Below is a chart of the 2015 Oscar nominated movies with before nomination gross revenue and post nomination gross revenue. It has two movies of Irish interest, Brooklyn and Room, both of which had an exponential rise in finances post nomination. While we have no proof that the nomination affected sales of tickets for the movies, we do know that an Oscar nomination increases a film’s popularity. It also increases the amount of countries that it is released in. ‘Irish film and screen content has achieved phenomenal worldwide success, but what comes next?’ (IFB, 2016). A call to ‘seize the day’ has been issued by the IFB for those in the film industry to take maximum advantage of our successes over the last few years. The IFB sees this as a result of the long-term strategy of investment, highlighting our favourable tax incentives. The IFB believes this success is scalable and it wishes to bring Ireland to the next level in the art of filmmaking for the world stage.

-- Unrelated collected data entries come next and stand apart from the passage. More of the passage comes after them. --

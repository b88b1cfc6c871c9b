use std::fmt;

/// Digest over the ordered canonical-name list of a registry.
///
/// Peers compare digests byte-for-byte to confirm they built the same table.
#[derive(Clone, Copy, PartialEq, Eq, Hash)]
pub struct TableHash([u8; blake3::OUT_LEN]);

impl TableHash {
	/// Hashes the UTF-8 bytes of `names`, concatenated without separators.
	pub fn of_names<'a, I>(names: I) -> Self
	where
		I: IntoIterator<Item = &'a str>,
	{
		let mut hasher = blake3::Hasher::new();
		for name in names {
			hasher.update(name.as_bytes());
		}
		Self(*hasher.finalize().as_bytes())
	}

	pub const fn from_bytes(bytes: [u8; blake3::OUT_LEN]) -> Self {
		Self(bytes)
	}

	pub const fn as_bytes(&self) -> &[u8; blake3::OUT_LEN] {
		&self.0
	}

	pub fn to_hex(&self) -> String {
		hex::encode(self.0)
	}
}

impl From<TableHash> for [u8; blake3::OUT_LEN] {
	fn from(hash: TableHash) -> Self {
		hash.0
	}
}

impl fmt::Display for TableHash {
	fn fmt(&self, f: &mut fmt::Formatter<'_>) -> fmt::Result {
		f.write_str(&self.to_hex())
	}
}

impl fmt::Debug for TableHash {
	fn fmt(&self, f: &mut fmt::Formatter<'_>) -> fmt::Result {
		write!(f, "TableHash({})", self.to_hex())
	}
}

7 – Sources: Box Office Mojo and

In the period 2015/2016 Irish Films grossed over $140 million at the international box office. The IFB’s vision for 2020 promotes a five year strategy which includes vision, leadership, audience building, development, nurturing, increased investment and developing partnerships, as was done with Telefilm Canada and IFB in the award-winning Room. This North American connection could be a conduit to the huge US market in a practical and logistical way, using Irish and Canadian teams to co-produce material of mutual cultural interest. This graphic shows our place on the world map.

8 – Source: Club Troppo

Ireland’s market share did not register as of 2009, and this reiterates what we already know: our population base cannot support an indigenous industry. We have to sell our films abroad for it to make economic sense. Competing in international awards allows this to happen.

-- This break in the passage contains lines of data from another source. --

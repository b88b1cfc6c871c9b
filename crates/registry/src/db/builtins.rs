//! Built-in state catalog.
//!
//! These are the states the core itself links in; with the default
//! configuration they are the only states seeded into the global table.

use crate::core::EntityState;

/// State of an entity whose machine has not been started yet.
///
/// Failed lookups return a sentinel descriptor pointing here.
#[derive(Debug, Default, Clone, Copy, PartialEq, Eq)]
pub struct Uninitialized;

/// State that does nothing until replaced.
#[derive(Debug, Default, Clone, Copy, PartialEq, Eq)]
pub struct Idle;

/// Entry state of a freshly spawned entity.
#[derive(Debug, Default, Clone, Copy, PartialEq, Eq)]
pub struct Spawn;

/// Terminal state of an entity.
#[derive(Debug, Default, Clone, Copy, PartialEq, Eq)]
pub struct Death;

/// Common base of built-in states; never registered.
#[derive(Debug, Default, Clone, Copy, PartialEq, Eq)]
pub struct BaseState;

impl EntityState for Uninitialized {}
impl EntityState for Idle {}
impl EntityState for Spawn {}
impl EntityState for Death {}
impl EntityState for BaseState {}

crate::register_state!(Uninitialized, Idle, Spawn, Death);
crate::register_abstract_state!(BaseState);
//! Configuration for the state registry.
//!
//! Loaded from TOML. Every section and field is optional:
//!
//! ```toml
//! [registry]
//! capacity = 32767
//!
//! [bootstrap]
//! crates = ["estate_registry"]
//! ```

use std::path::{Path, PathBuf};

use serde::{Deserialize, Serialize};

use crate::core::{InventoryCatalog, MAX_STATES};

/// Errors raised while loading configuration.
#[derive(Debug, thiserror::Error)]
pub enum ConfigError {
	#[error("failed to read {}: {source}", path.display())]
	Io {
		path: PathBuf,
		#[source]
		source: std::io::Error,
	},

	#[error("failed to parse config: {0}")]
	Parse(#[from] toml::de::Error),

	#[error("registry capacity {0} is outside 1..=32767")]
	Capacity(i16),
}

/// Top-level configuration.
#[derive(Debug, Clone, Default, PartialEq, Eq, Serialize, Deserialize)]
#[serde(default, deny_unknown_fields)]
pub struct StatesConfig {
	pub registry: RegistryConfig,
	pub bootstrap: BootstrapConfig,
}

/// Table limits.
#[derive(Debug, Clone, PartialEq, Eq, Serialize, Deserialize)]
#[serde(default, deny_unknown_fields)]
pub struct RegistryConfig {
	/// Maximum number of registered states.
	pub capacity: i16,
}

impl Default for RegistryConfig {
	fn default() -> Self {
		Self { capacity: MAX_STATES }
	}
}

/// Which link-time submissions seed the global table.
#[derive(Debug, Clone, PartialEq, Eq, Serialize, Deserialize)]
#[serde(default, deny_unknown_fields)]
pub struct BootstrapConfig {
	/// Module roots whose [`register_state!`](crate::register_state) submissions are seeded.
	///
	/// Empty seeds every submission linked into the binary.
	pub crates: Vec<String>,
}

impl Default for BootstrapConfig {
	fn default() -> Self {
		Self {
			crates: vec![env!("CARGO_CRATE_NAME").to_owned()],
		}
	}
}

impl BootstrapConfig {
	pub fn catalog(&self) -> InventoryCatalog {
		InventoryCatalog::for_roots(self.crates.iter().cloned())
	}
}

impl StatesConfig {
	pub fn from_toml_str(content: &str) -> Result<Self, ConfigError> {
		let config: Self = toml::from_str(content)?;
		config.validate()?;
		Ok(config)
	}

	pub fn load(path: &Path) -> Result<Self, ConfigError> {
		let content = std::fs::read_to_string(path).map_err(|source| ConfigError::Io {
			path: path.to_path_buf(),
			source,
		})?;
		Self::from_toml_str(&content)
	}

	pub fn validate(&self) -> Result<(), ConfigError> {
		if !(1..=MAX_STATES).contains(&self.registry.capacity) {
			return Err(ConfigError::Capacity(self.registry.capacity));
		}
		Ok(())
	}
}
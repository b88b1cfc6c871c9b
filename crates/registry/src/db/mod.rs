//! Process-wide registry and its bootstrap.

use std::sync::{Arc, OnceLock};

pub mod bootstrap;
pub mod builtins;

pub use bootstrap::BootstrapSeeder;

use crate::config::StatesConfig;
use crate::core::{Registry, RegistryError, TracingSink};

static REGISTRY: OnceLock<Registry> = OnceLock::new();

/// Returns the global registry, seeding it with the default configuration on first use.
pub fn global() -> &'static Registry {
	REGISTRY.get_or_init(|| build(&StatesConfig::default()))
}

/// Seeds the global registry from `config`.
///
/// Fails if the registry was already initialized, either by an earlier call
/// or by [`global`].
pub fn init_global(config: &StatesConfig) -> Result<&'static Registry, RegistryError> {
	let mut initialized_here = false;
	let registry = REGISTRY.get_or_init(|| {
		initialized_here = true;
		build(config)
	});
	if initialized_here {
		Ok(registry)
	} else {
		Err(RegistryError::AlreadyInitialized)
	}
}

fn build(config: &StatesConfig) -> Registry {
	let catalog = config.bootstrap.catalog();
	Registry::bootstrap(&catalog, &config.registry, Arc::new(TracingSink))
}
// ABOUTME: Recording service: the thin creation/mutation path over the core and the store
// ABOUTME: Validates input, derives backfill, runs outlier detection, and gates mutations

//! Recording service.
//!
//! [`WeightRecorder`] is the only stateful-looking surface of the crate and
//! even it holds no mutable state: it wires the pure components to a
//! [`MeasurementStore`](crate::store::MeasurementStore) and applies them in
//! the documented order. The outlier decision happens here, exactly once per
//! entry, against the store's previous-entry snapshot.

use chrono::{DateTime, Duration, NaiveDate, Utc};
use serde::{Deserialize, Serialize};
use tracing::{debug, info};
use uuid::Uuid;

use crate::calendar::CalendarClock;
use crate::config::EngineConfig;
use crate::errors::{EngineError, EngineResult};
use crate::intelligence::compliance::{ComplianceStreakCalculator, ComplianceSummary};
use crate::intelligence::moving_average::{MovingAverageCalculator, TrendPoint};
use crate::intelligence::outlier_detection::{AnomalyWarning, OutlierDetector};
use crate::intelligence::statistics::{WeightStatistics, WeightStatisticsEngine};
use crate::models::{validate_weight, NewMeasurement, RecordedBy, WeightMeasurement};
use crate::policy::{EditWindowPolicy, EntryPermissions, WeightEntryPolicy};
use crate::store::MeasurementStore;

/// A freshly recorded measurement plus the warning shown when it was
/// flagged as an outlier.
#[derive(Debug, Clone, Serialize, Deserialize)]
pub struct RecordedMeasurement {
    /// The stored measurement.
    pub measurement: WeightMeasurement,
    /// Present iff the measurement was flagged at creation.
    pub warning: Option<AnomalyWarning>,
}

/// Creation and mutation path for weight measurements.
pub struct WeightRecorder<S> {
    store: S,
    config: EngineConfig,
    clock: CalendarClock,
    detector: OutlierDetector,
    policy: WeightEntryPolicy,
    streaks: ComplianceStreakCalculator,
}

impl<S: MeasurementStore> WeightRecorder<S> {
    /// Wire a recorder over a store with the given configuration.
    pub fn new(store: S, config: EngineConfig) -> Self {
        let clock = CalendarClock::new(config.reference_timezone);
        Self {
            store,
            detector: OutlierDetector::new(config.outlier.clone()),
            policy: WeightEntryPolicy::new(EditWindowPolicy::new(clock)),
            streaks: ComplianceStreakCalculator::new(clock, config.streak.week_policy),
            clock,
            config,
        }
    }

    /// Record a new measurement as of `now`.
    ///
    /// Validates weight and, for patient-authored entries, the backfill
    /// window; runs outlier detection against the most recent earlier entry;
    /// appends. The duplicate-date invariant is the store's to enforce.
    pub async fn record(
        &self,
        new: NewMeasurement,
        now: DateTime<Utc>,
    ) -> EngineResult<RecordedMeasurement> {
        validate_weight(new.weight)?;

        let today = self.clock.civil_date(now);
        if new.recorded_by == RecordedBy::Patient {
            self.check_patient_window(new.measurement_date, today)?;
        }

        let previous = self
            .store
            .find_latest_before(new.subject_id, new.measurement_date)
            .await?;
        let assessment =
            self.detector
                .evaluate(new.weight, new.measurement_date, previous.as_ref());

        let measurement = WeightMeasurement {
            id: Uuid::new_v4(),
            subject_id: new.subject_id,
            weight: new.weight,
            measurement_date: new.measurement_date,
            recorded_by: new.recorded_by,
            is_backfill: new.measurement_date != today,
            is_outlier: assessment.is_outlier,
            outlier_confirmed: None,
            note: new.note,
            created_at: now,
            updated_at: now,
        };

        let stored = self.store.append(measurement).await?;
        info!(
            subject_id = %stored.subject_id,
            date = %stored.measurement_date,
            outlier = stored.is_outlier,
            backfill = stored.is_backfill,
            "recorded weight measurement"
        );

        Ok(RecordedMeasurement {
            measurement: stored,
            warning: assessment.warning,
        })
    }

    /// Update a measurement's weight and note while its edit window is open.
    /// The outlier flag is never revisited on edit.
    pub async fn update_measurement(
        &self,
        id: Uuid,
        weight: f64,
        note: Option<String>,
        now: DateTime<Utc>,
    ) -> EngineResult<WeightMeasurement> {
        let mut entry = self.require(id).await?;
        self.check_mutable(&entry, now)?;
        validate_weight(weight)?;

        entry.weight = weight;
        if note.is_some() {
            entry.note = note;
        }
        entry.updated_at = now;
        self.store.update(entry).await
    }

    /// Delete a measurement while its edit window is open.
    pub async fn delete_measurement(&self, id: Uuid, now: DateTime<Utc>) -> EngineResult<()> {
        let entry = self.require(id).await?;
        self.check_mutable(&entry, now)?;
        debug!(measurement_id = %id, "deleting weight measurement");
        self.store.delete(id).await
    }

    /// Set or clear the subject's outlier acknowledgment. Available for
    /// flagged entries only, with no time restriction.
    pub async fn set_outlier_confirmation(
        &self,
        id: Uuid,
        confirmed: Option<bool>,
        now: DateTime<Utc>,
    ) -> EngineResult<WeightMeasurement> {
        let mut entry = self.require(id).await?;
        if !WeightEntryPolicy::can_toggle_outlier_confirmation(&entry) {
            return Err(EngineError::permission_denied(
                "outlier confirmation is only available for flagged entries",
            ));
        }
        entry.outlier_confirmed = confirmed;
        entry.updated_at = now;
        self.store.update(entry).await
    }

    /// Permissions for one measurement at `now`.
    pub async fn permissions(&self, id: Uuid, now: DateTime<Utc>) -> EngineResult<EntryPermissions> {
        let entry = self.require(id).await?;
        Ok(self.policy.permissions(&entry, now))
    }

    /// Period statistics over a subject's series, optionally bounded.
    pub async fn statistics(
        &self,
        subject_id: Uuid,
        range: Option<(NaiveDate, NaiveDate)>,
    ) -> EngineResult<WeightStatistics> {
        let series = self.store.list_ordered(subject_id, range).await?;
        Ok(WeightStatisticsEngine::summarize(&series))
    }

    /// Charting payload (raw weights plus MA7 curve), optionally bounded.
    pub async fn trend_points(
        &self,
        subject_id: Uuid,
        range: Option<(NaiveDate, NaiveDate)>,
    ) -> EngineResult<Vec<TrendPoint>> {
        let series = self.store.list_ordered(subject_id, range).await?;
        Ok(MovingAverageCalculator::trend_points(&series))
    }

    /// Weekly-compliance KPIs over a subject's full history as of `now`.
    pub async fn compliance(
        &self,
        subject_id: Uuid,
        now: DateTime<Utc>,
    ) -> EngineResult<ComplianceSummary> {
        let series = self.store.list_ordered(subject_id, None).await?;
        Ok(self.streaks.compute(&series, now))
    }

    fn check_patient_window(&self, date: NaiveDate, today: NaiveDate) -> EngineResult<()> {
        let earliest = today - Duration::days(self.config.backfill.patient_backfill_days);
        if date < earliest || date > today {
            return Err(EngineError::DateOutOfWindow {
                date,
                earliest,
                latest: today,
            });
        }
        Ok(())
    }

    fn check_mutable(&self, entry: &WeightMeasurement, now: DateTime<Utc>) -> EngineResult<()> {
        if entry.recorded_by != RecordedBy::Patient {
            return Err(EngineError::permission_denied(
                "caregiver-authored entries are not patient-mutable",
            ));
        }
        if !self.policy.can_mutate(entry, now) {
            return Err(EngineError::permission_denied("edit window has closed"));
        }
        Ok(())
    }

    async fn require(&self, id: Uuid) -> EngineResult<WeightMeasurement> {
        self.store
            .get(id)
            .await?
            .ok_or(EngineError::MeasurementNotFound { id })
    }
}
// ABOUTME: Trailing 7-sample moving average over chronologically ordered weight series
// ABOUTME: Produces the smoothed curve plotted alongside raw weights on patient charts

use serde::{Deserialize, Serialize};

use crate::constants::smoothing::MOVING_AVERAGE_WINDOW;
use crate::intelligence::rounding::round1;
use crate::models::WeightMeasurement;

/// One point of the charting payload: raw weight plus its smoothed value.
#[derive(Debug, Clone, PartialEq, Serialize, Deserialize)]
pub struct TrendPoint {
    /// Civil date of the measurement.
    pub date: chrono::NaiveDate,
    /// Raw weight in kg.
    pub weight: f64,
    /// Trailing moving average at this point, one decimal place.
    pub ma7: f64,
}

/// Trailing moving average calculator.
///
/// Deliberately recomputes each index from the raw slice rather than keeping
/// a running sum; series are small (one entry per day at most) and the
/// restartable form keeps the calculator stateless.
pub struct MovingAverageCalculator;

impl MovingAverageCalculator {
    /// MA7 at `index`: mean of the trailing `min(7, index + 1)` samples
    /// ending at and including `index`, rounded to one decimal place.
    ///
    /// Returns 0 for an index past the end of the slice; callers iterate
    /// over valid indices only.
    pub fn ma7_at(weights: &[f64], index: usize) -> f64 {
        if index >= weights.len() {
            return 0.0;
        }
        let start = index.saturating_sub(MOVING_AVERAGE_WINDOW - 1);
        let window = &weights[start..=index];
        let sum: f64 = window.iter().sum();
        round1(sum / window.len() as f64)
    }

    /// Full MA7 curve for a chronologically ascending weight series.
    pub fn series(weights: &[f64]) -> Vec<f64> {
        (0..weights.len()).map(|i| Self::ma7_at(weights, i)).collect()
    }

    /// Charting payload for an ordered measurement series: each entry's raw
    /// weight paired with its smoothed value.
    pub fn trend_points(series: &[WeightMeasurement]) -> Vec<TrendPoint> {
        let weights: Vec<f64> = series.iter().map(|m| m.weight).collect();
        series
            .iter()
            .enumerate()
            .map(|(i, m)| TrendPoint {
                date: m.measurement_date,
                weight: m.weight,
                ma7: Self::ma7_at(&weights, i),
            })
            .collect()
    }
}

We conclude that the data suggests that international recognition leads to a significant increase in a film’s financial success. Oscar nominations impact on the popularity and earnings of Irish films, despite no wins in the biggest categories in more than 25 years. The post gross figures represent worldwide financial returns, further emphasising our belief that a worldwide distribution deal on foot of an Oscar nomination drives ticket sales in all countries where the film appears.

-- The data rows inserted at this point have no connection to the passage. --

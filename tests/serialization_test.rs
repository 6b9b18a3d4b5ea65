// ABOUTME: JSON-shape conformance tests for types exposed to the API layer
// ABOUTME: Field names and enum renames the presentation layer depends on

#![allow(clippy::unwrap_used, clippy::expect_used, clippy::panic)]
#![allow(missing_docs)]

mod common;

use common::measurement;
use ponderal::intelligence::{AnomalyWarning, WeightStatisticsEngine};
use ponderal::{RecordedBy, TrendDirection};
use serde_json::json;
use uuid::Uuid;

#[test]
fn recorded_by_uses_snake_case_tags() {
    assert_eq!(serde_json::to_value(RecordedBy::Patient).unwrap(), json!("patient"));
    assert_eq!(
        serde_json::to_value(RecordedBy::Caregiver).unwrap(),
        json!("caregiver")
    );
}

#[test]
fn trend_direction_uses_snake_case_tags() {
    assert_eq!(
        serde_json::to_value(TrendDirection::Increasing).unwrap(),
        json!("increasing")
    );
    assert_eq!(
        serde_json::to_value(TrendDirection::Stable).unwrap(),
        json!("stable")
    );
}

#[test]
fn anomaly_warning_carries_the_documented_payload() {
    let warning = AnomalyWarning {
        previous_weight: 80.0,
        previous_date: "2026-03-09".parse().unwrap(),
        change: 4.5,
    };
    let value = serde_json::to_value(&warning).unwrap();
    assert_eq!(
        value,
        json!({
            "previous_weight": 80.0,
            "previous_date": "2026-03-09",
            "change": 4.5,
        })
    );
}

#[test]
fn measurement_round_trips_through_json() {
    let mut entry = measurement(Uuid::new_v4(), "2026-03-09", 80.0);
    entry.is_outlier = true;
    entry.outlier_confirmed = Some(false);

    let encoded = serde_json::to_string(&entry).unwrap();
    let decoded: ponderal::WeightMeasurement = serde_json::from_str(&encoded).unwrap();
    assert_eq!(decoded, entry);
}

#[test]
fn statistics_serialize_with_stable_field_names() {
    let stats = WeightStatisticsEngine::summarize(&[]);
    let value = serde_json::to_value(&stats).unwrap();
    assert_eq!(value["start_weight"], json!(0.0));
    assert_eq!(value["trend_direction"], json!("stable"));
}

We submit that the dataset we have provided makes a definite connection of cause and effect between the Irish Exchequer investment and tax incentives and success for Irish films on the world stage. It is, however, a long-term strategy; the fruits of which are not immediately apparent at time of investment. As the decision to fund the IFB is a political one, we feel that it should be put on a firmer footing, with long-term funding protected against future political interference. Let us hope the Irish film industry has learned from previous mistakes, as seen in the 1990s when the potential of Irish film was on the runway to success; success which never materialised. Reports at the time cited ‘misuse of tax investors’ funds almost destroyed investment in the area’ (Irish Independent, 2001). We remain cautiously optimistic for the continued success of Irish film.






1-3: Irish Film Board’s Annual Snapshot 2016. (accessed 14/03/2017).


4: Irish Nominations and Wins at the Oscars


5-6: Irish Film Board’s Five Year Strategy


7: Box Office Mojo (accessed 11/03/2017).


The Numbers (accessed 11/03/2017).


8: Club Troppo, ‘How nationalistic/cosmopolitan or just crud loving are global audiences: how large are their film industries?’ (accessed 11/03/2016)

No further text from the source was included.